OPINIÓN

El caso Verbitsky: la normalización de lo irregular tomó forma con el "vacunatorio VIP"

El presidente reaccionó rápido con el pedido de renuncia de Ginés González García, pero el escándalo complica a su gobierno

Viernes 19 de Febrero de 2021

El mismo día en que en la Capital Federal colapsó la página web para que los mayores de 80 años se anoten para vacunarse, el periodista Horacio Verbitsky contaba muy suelto de cuerpo cómo había logrado conseguir una dosis de la Sputnik V gracias a un llamado a su “amigo” Ginés González García. Llama la atención la “normalidad” con la que Verbitsky narró en primera persona un episodio irregular, como si fuera una persona “esencial” que debía inocularse por estar en una posición de privilegio. También agrega un rasgo de doble vara, la de ser un periodista siempre encargado de hacer señalamientos críticos de las conductas públicas y privadas de los políticos o personas arropadas en el poder. Pero esta vez, él mismo quiso colocarse afuera del escrutinio público.

El caso Verbitsky desnudó otros casos graves. Por el “vacunatorio vip”, en el que pasaban registro por el Ministerio de Salud, desfilaron también el sindicalista Hugo Moyano, su esposa y su hijo menor. También el diputado Eduardo Valdés, el senador Jorge Taiana y el canciller Felipe Solá.

Días atrás se había desatado un escándalo en la localidad bonaerense de Chivilcoy, cuando un grupo de militantes de La Cámpora recibió la dosis de la vacuna pese a no estar en los grupos de riesgo. Acá, como Verbitsky, fueron los propios jóvenes los que se ufanaron de ello subiendo imágenes en las redes sociales.

Fuera de la Argentina, en Perú despuntó un escándalo cuando se conoció que toda la “cooperativa política” (personajes destacados del oficialismo y la oposición) recibieron la vacuna por cadena de favores. Lo mismo pasó en España con un alto mando del Ejército, luego renunciado, con la misma modalidad de ir por “zurda”.

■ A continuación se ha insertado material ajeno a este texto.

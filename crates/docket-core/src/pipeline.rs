//! End-to-end resolution of a court-record table
//!
//! A run is split in three steps so that the expensive matrix can be built
//! once and reused:
//!
//! 1. [`prepare`] removes duplicate rows and cleans both columns
//! 2. [`obtain_matrix`] builds or loads the similarity matrix
//! 3. [`resolve`] clusters, labels and cross-tabulates

use std::path::PathBuf;
use std::time::Instant;

use serde::Serialize;

use crate::cluster::{cluster_excluding, ClusterAssignment, SampleWeights};
use crate::config::{ClusteringConfig, DocketConfig};
use crate::crosstab::{crosstab, ContingencyTable};
use crate::error::{DocketError, Result};
use crate::frequency::{count_distinct, remove_duplicates, CountedColumn, DuplicateReport};
use crate::labeling::{annotate, label, AnnotatedRecord, Labeling};
use crate::normalization::{OutcomeCleaner, PlaintiffCleaner, BLANK_LABEL};
use crate::similarity::{self, ProgressSink, SimilarityMatrix, SimilarityScorer};
use crate::table::RecordTable;

/// A deduplicated table with both columns cleaned and counted
#[derive(Debug, Clone)]
pub struct Prepared {
    pub table: RecordTable,
    pub duplicates: DuplicateReport,
    pub plaintiffs: CountedColumn,
    pub outcomes: CountedColumn,
    /// Cleaned plaintiff values standing for missing or flagged input
    ///
    /// These never form clusters and pass through as their own name.
    pub placeholders: Vec<String>,
}

impl Prepared {
    pub fn anomaly_count(&self) -> usize {
        self.plaintiffs.anomalies.len() + self.outcomes.anomalies.len()
    }
}

/// Deduplicate `table` and clean its plaintiff and outcome columns
pub fn prepare(mut table: RecordTable, config: &DocketConfig) -> Result<Prepared> {
    let start = Instant::now();
    let duplicates = remove_duplicates(&mut table);

    let plaintiff_cleaner = PlaintiffCleaner::new(config.normalization.entity_terms());
    let plaintiffs = count_distinct(&table, &config.columns.plaintiff, &plaintiff_cleaner, &config.anomalies)?;
    let outcomes = count_distinct(&table, &config.columns.outcome, &OutcomeCleaner, &config.anomalies)?;

    tracing::info!(
        "prepared {} rows: {} distinct plaintiffs, {} distinct outcomes in {:.2}s",
        table.len(),
        plaintiffs.counts.len(),
        outcomes.counts.len(),
        start.elapsed().as_secs_f64()
    );

    Ok(Prepared {
        table,
        duplicates,
        plaintiffs,
        outcomes,
        placeholders: vec![BLANK_LABEL.to_string(), config.anomalies.placeholder.clone()],
    })
}

/// Deduplicate `table` and clean only its outcome column
pub fn prepare_outcomes(mut table: RecordTable, config: &DocketConfig) -> Result<(DuplicateReport, CountedColumn)> {
    let duplicates = remove_duplicates(&mut table);
    let outcomes = count_distinct(&table, &config.columns.outcome, &OutcomeCleaner, &config.anomalies)?;
    Ok((duplicates, outcomes))
}

/// Where the similarity matrix of a run comes from
#[derive(Debug, Clone, PartialEq, Eq)]
pub enum MatrixSource {
    /// Score every pair of distinct plaintiffs now
    Build,
    /// Reuse a matrix saved by an earlier run
    Load(PathBuf),
}

/// Build or load the matrix for the prepared plaintiffs
///
/// A loaded matrix must carry exactly the current distinct plaintiffs.
pub fn obtain_matrix(
    prepared: &Prepared,
    source: &MatrixSource,
    scorer: &dyn SimilarityScorer,
    progress: &dyn ProgressSink,
) -> Result<SimilarityMatrix> {
    let start = Instant::now();
    let matrix = match source {
        MatrixSource::Build => {
            let names = prepared.plaintiffs.counts.names();
            tracing::info!(
                "scoring {} distinct plaintiffs with {}",
                names.len(),
                scorer.name()
            );
            similarity::build(&names, scorer, progress)?
        }
        MatrixSource::Load(path) => {
            let matrix = similarity::load(path)?;
            matrix.check_labels(&prepared.plaintiffs.counts)?;
            if matrix.scorer_name() != scorer.name() {
                tracing::warn!(
                    "matrix {} was scored with {}, not the configured {}",
                    path.display(),
                    matrix.scorer_name(),
                    scorer.name()
                );
            }
            matrix
        }
    };
    tracing::info!("similarity matrix ready in {:.2}s", start.elapsed().as_secs_f64());
    Ok(matrix)
}

/// Counts describing a finished run
#[derive(Debug, Clone, PartialEq, Serialize)]
pub struct ResolutionSummary {
    pub rows: usize,
    pub duplicates_removed: usize,
    pub anomalies: usize,
    pub distinct_plaintiffs: usize,
    pub distinct_outcomes: usize,
    pub clusters: usize,
    pub core_points: usize,
    pub noise_names: usize,
    pub clustered_rows: usize,
    pub eps: f64,
    pub min_samples: usize,
    pub weight_by_count: bool,
}

/// Everything a run produces after clustering
#[derive(Debug, Clone)]
pub struct Resolution {
    pub assignment: ClusterAssignment,
    pub labeling: Labeling,
    pub crosstab: ContingencyTable,
    pub summary: ResolutionSummary,
}

impl Resolution {
    /// Source rows joined with their cleaned values and labels
    pub fn annotated<'a>(&'a self, prepared: &'a Prepared) -> Result<Vec<AnnotatedRecord<'a>>> {
        annotate(
            &prepared.table,
            &prepared.plaintiffs.cleaned,
            &prepared.outcomes.cleaned,
            &self.labeling,
        )
    }
}

/// Cluster the prepared plaintiffs and tabulate them against outcomes
///
/// Placeholder names are kept out of clustering and labelled as noise. Fails with [`DocketError::MissingClusterInput`] when no matrix is given.
pub fn resolve(
    prepared: &Prepared,
    matrix: Option<&SimilarityMatrix>,
    clustering: &ClusteringConfig,
) -> Result<Resolution> {
    let matrix = matrix.ok_or(DocketError::MissingClusterInput)?;
    matrix.check_labels(&prepared.plaintiffs.counts)?;

    let start = Instant::now();
    let params = clustering.params();
    let weights = if clustering.weight_by_count {
        SampleWeights::Counts(&prepared.plaintiffs.counts)
    } else {
        SampleWeights::Uniform
    };
    let assignment = cluster_excluding(matrix, &params, weights, &prepared.placeholders)?;
    tracing::info!(
        "clustered {} names into {} clusters in {:.2}s",
        assignment.len(),
        assignment.cluster_count(),
        start.elapsed().as_secs_f64()
    );

    let labeling = label(&assignment, &prepared.plaintiffs.counts, &prepared.plaintiffs.cleaned)?;
    for rep in labeling.representatives() {
        tracing::debug!(
            "cluster {} '{}': {} names, {} rows",
            rep.cluster_id,
            rep.name,
            rep.member_count,
            rep.row_count
        );
    }

    let crosstab = crosstab(&labeling, &prepared.outcomes.cleaned)?;

    let summary = ResolutionSummary {
        rows: prepared.table.len(),
        duplicates_removed: prepared.duplicates.duplicates_removed,
        anomalies: prepared.anomaly_count(),
        distinct_plaintiffs: prepared.plaintiffs.counts.len(),
        distinct_outcomes: prepared.outcomes.counts.len(),
        clusters: assignment.cluster_count(),
        core_points: assignment.core_count(),
        noise_names: assignment.noise().len(),
        clustered_rows: labeling.rows().iter().filter(|r| r.cluster_num >= 0).count(),
        eps: params.eps,
        min_samples: params.min_samples,
        weight_by_count: clustering.weight_by_count,
    };
    tracing::info!(
        "{} clusters cover {} of {} rows; {} outcome columns, {} cluster names",
        summary.clusters,
        summary.clustered_rows,
        summary.rows,
        crosstab.outcomes().len(),
        crosstab.rows().len()
    );

    Ok(Resolution {
        assignment,
        labeling,
        crosstab,
        summary,
    })
}

#[cfg(test)]
mod tests {
    use super::*;
    use crate::similarity::{NoProgress, ScorerKind};
    use crate::table::Record;

    fn table(rows: &[(&str, &str)]) -> RecordTable {
        RecordTable::new(
            vec!["Plaintiff Name(s)".to_string(), "Case Outcome".to_string()],
            rows.iter()
                .map(|(p, o)| Record::new(vec![p.to_string(), o.to_string()]))
                .collect(),
        )
    }

    #[test]
    fn test_resolve_without_matrix() {
        let prepared = prepare(table(&[("Acme", "Dismissed")]), &DocketConfig::default()).unwrap();
        let err = resolve(&prepared, None, &ClusteringConfig::default()).unwrap_err();
        assert!(matches!(err, DocketError::MissingClusterInput));
    }

    #[test]
    fn test_prepare_reports_duplicates() {
        let prepared = prepare(
            table(&[("Acme", "Dismissed"), ("Acme", "Dismissed"), ("Beta", "Withdrawn")]),
            &DocketConfig::default(),
        )
        .unwrap();
        assert_eq!(prepared.duplicates.duplicates_removed, 1);
        assert_eq!(prepared.table.len(), 2);
        assert_eq!(prepared.plaintiffs.cleaned, vec!["ACME", "BETA"]);
    }

    #[test]
    fn test_stale_matrix_rejected() {
        let prepared = prepare(table(&[("Acme", "Dismissed"), ("Beta", "Withdrawn")]), &DocketConfig::default())
            .unwrap();
        let other = similarity::build(
            &["ACME".to_string(), "GAMMA".to_string()],
            &ScorerKind::Jaro,
            &NoProgress,
        )
        .unwrap();
        let err = resolve(&prepared, Some(&other), &ClusteringConfig::default()).unwrap_err();
        assert!(matches!(err, DocketError::MalformedPersistedMatrix(_)));
    }

    #[test]
    fn test_placeholders_pass_through() {
        let prepared = prepare(
            table(&[
                ("", "Dismissed"),
                ("", "Withdrawn"),
                ("Acme", "Dismissed"),
                ("???", "Dismissed"),
                ("!!!", "Withdrawn"),
            ]),
            &DocketConfig::default(),
        )
        .unwrap();
        assert_eq!(prepared.placeholders, vec!["Blank or NULL", "UNRESOLVED"]);
        assert_eq!(prepared.plaintiffs.counts.count("Blank or NULL"), Some(2));
        assert_eq!(prepared.plaintiffs.counts.count("UNRESOLVED"), Some(2));

        let matrix = similarity::build(&prepared.plaintiffs.counts.names(), &ScorerKind::Jaro, &NoProgress)
            .unwrap();
        let resolution = resolve(&prepared, Some(&matrix), &ClusteringConfig::default()).unwrap();

        assert_eq!(resolution.summary.clusters, 0);
        assert!(resolution.labeling.rows().iter().all(|r| r.cluster_num == -1));
        assert_eq!(resolution.labeling.rows()[0].cluster_name, "Blank or NULL");
        assert_eq!(resolution.labeling.rows()[3].cluster_name, "UNRESOLVED");
        assert!(!resolution.crosstab.row("Blank or NULL").unwrap().clustered);
        assert!(!resolution.crosstab.row("UNRESOLVED").unwrap().clustered);
        assert_eq!(resolution.crosstab.count("UNRESOLVED", "Withdrawn"), 1);
    }

    #[test]
    fn test_prepare_outcomes_only() {
        let t = RecordTable::new(
            vec!["Case Outcome".to_string()],
            vec![
                Record::new(vec!["Dismissed 07/17/2017 1:15 PM".to_string()]),
                Record::new(vec!["Dismissed".to_string()]),
            ],
        );
        let (dups, outcomes) = prepare_outcomes(t, &DocketConfig::default()).unwrap();
        assert_eq!(dups.duplicates_removed, 0);
        assert_eq!(outcomes.counts.count("Dismissed"), Some(2));
    }
}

El escándalo de los “vacunados vip” no es un golpe letal al plan sanitario del gobierno, pero llega en un momento en que ya se había saldado toda esa discusión berreta sobre la eficacia de la vacuna rusa y el “envenenamiento” que había pergeñado el presidente Alberto Fernández para todos los argentinos, como denunciaron Elisa Carrió y algunos gurkas de Cambiemos.

Pese a la reacción rápida del presidente, quien le solicitó de inmediato la renuncia a su ministro de Salud, el “caso Verbirsky” opaca innecesariamente todo lo bueno que hizo el gobierno desde que se desató la pandemia, ya sea en el plano económico con la batería de medidas de rescate, o el frente sanitario mismo, en la que una cuarentena decretada a tiempo evitó el colapso de un sistema sanitario que venía maltrecho por las desatenciones del gobierno anterior.

Todos los desatinos que no debían cometerse, se cometieron. Con las dosis llegando en cuentagotas, sin que se hayan vacunados todo el personal sanitario que está en la trinchera, es imperdonable que los responsables de Salud, los mismos que tienen que garantizar seriedad y equidad en el reparto de las dosis, hayan permitido que los “amigos del poder” se saltearan la lista del registro, la misma que hoy miles de abuelos no pudieron hacerlo por el colapso de la página web por la alta demanda. ¿Podrá el gobierno remontar este escándalo? La respuesta se vuelve incierta y flotan nuevos interrogantes.